Nikita ist Student und wohnt in Donezk. Uns hat er erzählt, wie er seinen Alltag meistert.

Nikita lebt und arbeitet im ostukrainischen Donezk. Von dem Flugzeugabsturz und den Spekulationen darüber hat er aus dem Netz erfahren. Der Student kommt bislang noch an Lebensmittel und geht zur Arbeit, so wie die meisten anderen Menschen, die in Donezk geblieben sind. Viele Bewohner seien allerdings in Richtung Russland oder Westukraine geflohen.

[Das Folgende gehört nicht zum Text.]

//! Timestamp utilities
//!
//! Timestamps are stored as RFC3339 UTC strings with second precision
//! (`2025-03-01T12:00:00Z`). The fixed width keeps them lexicographically
//! ordered, so SQL comparisons against a formatted cutoff are valid.

use chrono::{DateTime, SecondsFormat, Utc};

/// Get current UTC timestamp
pub fn now() -> DateTime<Utc> {
    Utc::now()
}

/// Format a timestamp for storage
pub fn to_db_timestamp(timestamp: DateTime<Utc>) -> String {
    timestamp.to_rfc3339_opts(SecondsFormat::Secs, true)
}

/// Current time formatted for storage
pub fn now_db_timestamp() -> String {
    to_db_timestamp(now())
}

/// Parse a stored timestamp, returning None for malformed values
pub fn parse_db_timestamp(value: &str) -> Option<DateTime<Utc>> {
    DateTime::parse_from_rfc3339(value)
        .ok()
        .map(|dt| dt.with_timezone(&Utc))
}

/// Storage timestamp `days` before now
pub fn days_ago_db_timestamp(days: i64) -> String {
    to_db_timestamp(now() - chrono::Duration::days(days))
}

/// Convert milliseconds to duration
pub fn millis_to_duration(millis: u64) -> std::time::Duration {
    std::time::Duration::from_millis(millis)
}
//! Data models for the analysis pipeline

pub mod analysis_run;
pub mod analysis_stage;
pub mod par_score;

pub use analysis_run::{AnalysisRun, RunParameters, RunState};
pub use analysis_stage::AnalysisStage;
pub use par_score::ParScore;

"Ich muss so tun, als ob alles normal wäre. Um nicht verrückt zu werden."
Nikita über seinen Alltag in Donezk

Die Lage beschreibt er als angespannt und bedrückend. Die Taktik der verbliebenen Bewohner: So tun, als ob alles normal wäre, um nicht verrückt zu werden. In der Stadt werde nicht gekämpft, allerdings im Umkreis der Stadt. Jede Nacht seien Schüsse und Explosionen zu hören. Außerdem patrouillierten in der Nacht Panzer der Separatisten durch die Stadt.

Es ist gefährlich, auf die Straße zu gehen, erzählt Nikita. Wer auf eine Patrouille stoße, könne überprüft werden und auch ohne Begründung mitgenommen werden. Auch aus diesem Grund wäre Nikita froh, wenn die ukrainische Armee Donezk einnehmen würde.